Stored data entries

--*--

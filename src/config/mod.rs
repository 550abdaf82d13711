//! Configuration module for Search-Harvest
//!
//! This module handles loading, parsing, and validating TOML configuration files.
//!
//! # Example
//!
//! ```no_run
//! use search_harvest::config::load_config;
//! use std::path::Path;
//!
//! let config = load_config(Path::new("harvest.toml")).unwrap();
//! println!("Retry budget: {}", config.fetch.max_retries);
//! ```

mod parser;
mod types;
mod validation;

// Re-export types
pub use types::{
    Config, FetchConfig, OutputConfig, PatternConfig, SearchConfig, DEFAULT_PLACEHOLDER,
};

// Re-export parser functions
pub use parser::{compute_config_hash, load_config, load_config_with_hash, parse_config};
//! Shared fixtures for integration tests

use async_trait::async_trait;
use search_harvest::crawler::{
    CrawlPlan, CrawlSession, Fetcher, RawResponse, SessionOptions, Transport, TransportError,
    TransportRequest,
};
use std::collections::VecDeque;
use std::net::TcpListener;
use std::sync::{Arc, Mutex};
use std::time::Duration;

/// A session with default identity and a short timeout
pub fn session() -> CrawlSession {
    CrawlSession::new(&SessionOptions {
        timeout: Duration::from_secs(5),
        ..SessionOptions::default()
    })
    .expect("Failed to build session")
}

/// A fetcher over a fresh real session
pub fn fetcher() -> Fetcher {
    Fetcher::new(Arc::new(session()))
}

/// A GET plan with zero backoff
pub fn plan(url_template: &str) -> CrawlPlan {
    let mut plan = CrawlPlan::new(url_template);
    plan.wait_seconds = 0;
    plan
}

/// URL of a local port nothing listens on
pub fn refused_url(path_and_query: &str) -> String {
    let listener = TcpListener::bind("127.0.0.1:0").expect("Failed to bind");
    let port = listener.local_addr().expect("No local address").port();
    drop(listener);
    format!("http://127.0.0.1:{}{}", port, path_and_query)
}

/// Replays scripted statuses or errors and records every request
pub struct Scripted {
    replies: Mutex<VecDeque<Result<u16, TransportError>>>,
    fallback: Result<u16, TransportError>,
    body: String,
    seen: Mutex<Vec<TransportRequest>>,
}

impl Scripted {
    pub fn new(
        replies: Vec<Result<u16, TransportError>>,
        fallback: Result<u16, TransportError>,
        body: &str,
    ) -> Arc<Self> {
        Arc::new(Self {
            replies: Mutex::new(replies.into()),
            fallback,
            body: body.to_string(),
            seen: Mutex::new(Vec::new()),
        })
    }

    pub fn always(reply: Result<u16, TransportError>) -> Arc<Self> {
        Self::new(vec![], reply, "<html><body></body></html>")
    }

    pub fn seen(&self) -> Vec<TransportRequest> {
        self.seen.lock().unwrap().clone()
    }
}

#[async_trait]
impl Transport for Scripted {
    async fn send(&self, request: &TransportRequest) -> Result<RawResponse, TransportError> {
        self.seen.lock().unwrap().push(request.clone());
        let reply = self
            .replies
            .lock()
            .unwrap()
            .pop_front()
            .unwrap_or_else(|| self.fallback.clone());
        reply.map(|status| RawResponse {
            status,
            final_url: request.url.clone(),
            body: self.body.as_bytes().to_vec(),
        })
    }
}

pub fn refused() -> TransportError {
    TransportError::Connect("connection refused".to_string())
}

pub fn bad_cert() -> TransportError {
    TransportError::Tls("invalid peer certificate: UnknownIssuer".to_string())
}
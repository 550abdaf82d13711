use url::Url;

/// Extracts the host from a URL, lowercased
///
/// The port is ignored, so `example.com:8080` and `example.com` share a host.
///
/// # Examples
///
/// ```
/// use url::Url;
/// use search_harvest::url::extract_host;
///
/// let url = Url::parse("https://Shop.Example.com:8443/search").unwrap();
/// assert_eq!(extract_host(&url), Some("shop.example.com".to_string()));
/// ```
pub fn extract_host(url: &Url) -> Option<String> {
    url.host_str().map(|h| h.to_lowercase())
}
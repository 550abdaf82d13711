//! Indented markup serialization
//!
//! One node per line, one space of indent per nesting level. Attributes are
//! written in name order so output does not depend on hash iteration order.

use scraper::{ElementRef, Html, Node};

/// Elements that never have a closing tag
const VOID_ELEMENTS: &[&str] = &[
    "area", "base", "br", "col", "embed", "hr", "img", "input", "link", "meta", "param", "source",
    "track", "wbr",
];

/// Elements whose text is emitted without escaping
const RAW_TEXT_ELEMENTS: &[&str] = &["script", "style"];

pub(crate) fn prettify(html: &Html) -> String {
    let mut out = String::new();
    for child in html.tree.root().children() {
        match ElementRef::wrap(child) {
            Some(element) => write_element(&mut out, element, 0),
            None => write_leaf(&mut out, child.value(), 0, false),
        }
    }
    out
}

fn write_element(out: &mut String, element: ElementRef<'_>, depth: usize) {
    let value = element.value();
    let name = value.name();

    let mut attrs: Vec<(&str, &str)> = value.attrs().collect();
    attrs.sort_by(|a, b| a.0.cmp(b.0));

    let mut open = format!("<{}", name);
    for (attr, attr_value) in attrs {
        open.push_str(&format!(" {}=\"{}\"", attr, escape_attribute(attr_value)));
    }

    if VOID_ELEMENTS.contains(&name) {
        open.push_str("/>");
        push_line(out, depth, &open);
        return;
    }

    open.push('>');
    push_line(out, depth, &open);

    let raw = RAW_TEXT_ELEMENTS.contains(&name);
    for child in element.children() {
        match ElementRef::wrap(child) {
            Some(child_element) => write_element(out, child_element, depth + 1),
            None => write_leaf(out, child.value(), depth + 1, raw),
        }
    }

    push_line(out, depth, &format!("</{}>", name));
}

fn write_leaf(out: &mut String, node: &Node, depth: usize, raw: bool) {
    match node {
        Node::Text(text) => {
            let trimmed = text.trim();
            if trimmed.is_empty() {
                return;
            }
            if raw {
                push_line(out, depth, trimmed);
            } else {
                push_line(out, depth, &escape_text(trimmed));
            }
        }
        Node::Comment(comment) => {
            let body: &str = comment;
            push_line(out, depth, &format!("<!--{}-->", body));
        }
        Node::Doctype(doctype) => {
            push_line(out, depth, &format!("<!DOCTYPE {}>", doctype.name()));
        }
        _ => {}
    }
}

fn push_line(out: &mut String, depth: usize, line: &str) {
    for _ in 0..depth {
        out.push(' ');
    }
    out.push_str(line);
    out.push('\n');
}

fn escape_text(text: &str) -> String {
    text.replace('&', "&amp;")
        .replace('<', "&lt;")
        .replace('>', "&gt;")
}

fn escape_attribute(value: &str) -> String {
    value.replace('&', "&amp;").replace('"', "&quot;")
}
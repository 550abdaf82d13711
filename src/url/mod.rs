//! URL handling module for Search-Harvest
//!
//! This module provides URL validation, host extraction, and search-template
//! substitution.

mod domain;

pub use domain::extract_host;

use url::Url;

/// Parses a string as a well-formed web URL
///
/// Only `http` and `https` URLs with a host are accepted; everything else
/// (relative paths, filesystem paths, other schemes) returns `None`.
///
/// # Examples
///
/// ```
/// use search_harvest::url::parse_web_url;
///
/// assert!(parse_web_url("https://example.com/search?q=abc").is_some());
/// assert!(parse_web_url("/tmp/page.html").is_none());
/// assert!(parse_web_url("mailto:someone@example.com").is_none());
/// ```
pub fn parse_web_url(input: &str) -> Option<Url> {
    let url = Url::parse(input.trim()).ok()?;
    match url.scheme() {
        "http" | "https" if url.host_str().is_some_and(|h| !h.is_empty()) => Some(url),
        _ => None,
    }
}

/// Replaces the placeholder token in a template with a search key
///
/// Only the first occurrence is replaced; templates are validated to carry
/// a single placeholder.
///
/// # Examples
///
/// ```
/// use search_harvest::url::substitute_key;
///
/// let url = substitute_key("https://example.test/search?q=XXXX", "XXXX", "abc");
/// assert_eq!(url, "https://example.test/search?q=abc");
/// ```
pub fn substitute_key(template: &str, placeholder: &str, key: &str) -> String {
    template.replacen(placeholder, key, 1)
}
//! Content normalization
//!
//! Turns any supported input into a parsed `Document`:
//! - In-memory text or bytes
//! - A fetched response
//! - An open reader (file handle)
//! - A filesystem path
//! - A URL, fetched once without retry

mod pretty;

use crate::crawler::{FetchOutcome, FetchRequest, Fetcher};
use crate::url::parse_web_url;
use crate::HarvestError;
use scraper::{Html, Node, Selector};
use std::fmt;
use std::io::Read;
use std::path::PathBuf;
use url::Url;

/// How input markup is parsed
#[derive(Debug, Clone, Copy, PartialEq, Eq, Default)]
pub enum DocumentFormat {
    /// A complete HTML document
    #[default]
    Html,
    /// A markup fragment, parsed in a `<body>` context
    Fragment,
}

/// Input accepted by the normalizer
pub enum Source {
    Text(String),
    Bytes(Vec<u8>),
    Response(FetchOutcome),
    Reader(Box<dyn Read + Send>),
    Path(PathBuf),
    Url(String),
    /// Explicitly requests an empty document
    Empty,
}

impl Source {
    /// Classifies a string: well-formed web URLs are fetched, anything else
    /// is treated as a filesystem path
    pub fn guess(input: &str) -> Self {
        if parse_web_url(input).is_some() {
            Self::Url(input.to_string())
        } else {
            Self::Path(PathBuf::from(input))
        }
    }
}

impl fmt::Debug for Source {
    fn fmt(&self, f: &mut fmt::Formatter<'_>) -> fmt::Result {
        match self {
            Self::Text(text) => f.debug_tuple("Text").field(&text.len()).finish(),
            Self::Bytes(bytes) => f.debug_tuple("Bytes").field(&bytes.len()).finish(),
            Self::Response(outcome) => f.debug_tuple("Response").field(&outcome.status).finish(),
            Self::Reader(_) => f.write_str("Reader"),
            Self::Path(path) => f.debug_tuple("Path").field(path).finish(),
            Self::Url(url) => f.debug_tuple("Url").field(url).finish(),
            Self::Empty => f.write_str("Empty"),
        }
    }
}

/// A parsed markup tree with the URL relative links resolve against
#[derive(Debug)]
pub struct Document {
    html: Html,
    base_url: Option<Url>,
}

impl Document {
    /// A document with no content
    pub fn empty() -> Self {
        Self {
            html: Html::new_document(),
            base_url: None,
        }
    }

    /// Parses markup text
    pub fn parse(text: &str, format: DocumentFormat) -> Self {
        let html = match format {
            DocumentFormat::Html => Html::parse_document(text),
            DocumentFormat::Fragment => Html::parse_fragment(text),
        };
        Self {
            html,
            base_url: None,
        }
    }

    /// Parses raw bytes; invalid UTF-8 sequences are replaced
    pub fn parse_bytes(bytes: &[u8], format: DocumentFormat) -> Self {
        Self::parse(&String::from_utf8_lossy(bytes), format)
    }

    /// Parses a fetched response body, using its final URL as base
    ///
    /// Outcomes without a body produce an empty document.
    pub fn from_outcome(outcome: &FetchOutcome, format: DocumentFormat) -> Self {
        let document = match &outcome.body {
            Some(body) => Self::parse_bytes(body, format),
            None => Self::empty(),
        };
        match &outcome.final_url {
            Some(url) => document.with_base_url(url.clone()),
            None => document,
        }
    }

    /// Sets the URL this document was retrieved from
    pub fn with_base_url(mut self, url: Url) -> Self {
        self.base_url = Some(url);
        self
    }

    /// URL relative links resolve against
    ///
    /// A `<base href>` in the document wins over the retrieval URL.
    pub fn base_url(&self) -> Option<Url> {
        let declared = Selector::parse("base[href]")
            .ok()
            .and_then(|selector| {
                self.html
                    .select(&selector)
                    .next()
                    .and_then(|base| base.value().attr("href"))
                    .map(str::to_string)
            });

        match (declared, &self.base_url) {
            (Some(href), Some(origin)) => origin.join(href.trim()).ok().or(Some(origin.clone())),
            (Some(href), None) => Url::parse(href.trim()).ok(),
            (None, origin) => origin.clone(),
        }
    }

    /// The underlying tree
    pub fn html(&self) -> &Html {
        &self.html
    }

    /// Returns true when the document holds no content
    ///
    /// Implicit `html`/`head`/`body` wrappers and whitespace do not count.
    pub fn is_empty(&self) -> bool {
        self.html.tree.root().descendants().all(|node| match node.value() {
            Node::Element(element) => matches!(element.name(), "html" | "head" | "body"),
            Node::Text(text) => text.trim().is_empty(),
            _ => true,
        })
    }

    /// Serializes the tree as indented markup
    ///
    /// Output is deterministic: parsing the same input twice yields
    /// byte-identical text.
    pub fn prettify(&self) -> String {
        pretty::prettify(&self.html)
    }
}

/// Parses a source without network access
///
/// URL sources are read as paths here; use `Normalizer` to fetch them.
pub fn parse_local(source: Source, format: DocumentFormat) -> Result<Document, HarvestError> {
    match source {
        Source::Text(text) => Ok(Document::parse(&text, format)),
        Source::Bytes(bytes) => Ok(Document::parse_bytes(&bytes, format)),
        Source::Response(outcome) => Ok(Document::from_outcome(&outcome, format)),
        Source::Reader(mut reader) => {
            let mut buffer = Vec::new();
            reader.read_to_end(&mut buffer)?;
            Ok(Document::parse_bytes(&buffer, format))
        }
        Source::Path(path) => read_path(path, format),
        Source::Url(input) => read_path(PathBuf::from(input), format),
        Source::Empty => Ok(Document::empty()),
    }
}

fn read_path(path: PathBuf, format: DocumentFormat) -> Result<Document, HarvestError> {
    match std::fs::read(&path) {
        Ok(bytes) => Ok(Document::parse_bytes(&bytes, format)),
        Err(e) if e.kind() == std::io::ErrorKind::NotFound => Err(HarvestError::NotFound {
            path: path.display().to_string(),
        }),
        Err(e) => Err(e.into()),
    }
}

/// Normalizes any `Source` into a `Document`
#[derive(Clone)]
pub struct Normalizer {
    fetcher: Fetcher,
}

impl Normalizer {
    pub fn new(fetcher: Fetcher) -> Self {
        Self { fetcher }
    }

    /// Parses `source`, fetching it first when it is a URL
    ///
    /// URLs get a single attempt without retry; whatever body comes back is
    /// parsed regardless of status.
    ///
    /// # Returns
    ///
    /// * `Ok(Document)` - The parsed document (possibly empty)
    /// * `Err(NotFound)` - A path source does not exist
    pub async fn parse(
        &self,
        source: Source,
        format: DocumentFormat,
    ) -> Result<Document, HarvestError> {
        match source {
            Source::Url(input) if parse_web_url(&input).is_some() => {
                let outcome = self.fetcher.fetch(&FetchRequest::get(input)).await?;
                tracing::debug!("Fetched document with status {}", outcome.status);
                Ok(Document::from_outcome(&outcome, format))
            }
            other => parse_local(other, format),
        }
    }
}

--*--

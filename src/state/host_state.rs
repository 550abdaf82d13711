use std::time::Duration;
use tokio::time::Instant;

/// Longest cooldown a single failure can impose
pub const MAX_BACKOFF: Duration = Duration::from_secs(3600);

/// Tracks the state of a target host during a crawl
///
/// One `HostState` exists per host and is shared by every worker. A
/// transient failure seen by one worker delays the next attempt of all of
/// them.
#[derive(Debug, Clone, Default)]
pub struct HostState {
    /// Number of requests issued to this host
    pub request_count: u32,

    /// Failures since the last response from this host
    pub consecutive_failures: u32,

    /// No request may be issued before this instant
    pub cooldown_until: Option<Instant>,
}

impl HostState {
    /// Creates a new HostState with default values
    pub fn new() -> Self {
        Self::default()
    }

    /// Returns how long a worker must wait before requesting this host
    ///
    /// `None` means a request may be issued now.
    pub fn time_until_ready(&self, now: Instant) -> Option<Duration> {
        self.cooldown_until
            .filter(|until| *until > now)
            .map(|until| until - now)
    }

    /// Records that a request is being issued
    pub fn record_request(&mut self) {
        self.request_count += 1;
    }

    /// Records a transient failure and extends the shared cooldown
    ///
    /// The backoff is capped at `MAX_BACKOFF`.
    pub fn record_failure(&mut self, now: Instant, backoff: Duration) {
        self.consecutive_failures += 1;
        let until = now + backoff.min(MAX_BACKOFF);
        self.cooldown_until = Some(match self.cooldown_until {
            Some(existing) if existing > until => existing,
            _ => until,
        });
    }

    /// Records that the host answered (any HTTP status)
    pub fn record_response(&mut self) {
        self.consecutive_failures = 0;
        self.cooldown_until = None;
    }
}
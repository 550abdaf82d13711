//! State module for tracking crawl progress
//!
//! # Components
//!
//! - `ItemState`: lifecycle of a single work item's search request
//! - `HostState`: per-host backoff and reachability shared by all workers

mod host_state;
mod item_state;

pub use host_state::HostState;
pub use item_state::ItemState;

--*--

PROBLEM DESCRIPTION
Locate the word "resolve" in the entries, and copy every line where it is found.

TASK RESULT
/// A parsed markup tree with the URL relative links resolve against
    /// URL relative links resolve against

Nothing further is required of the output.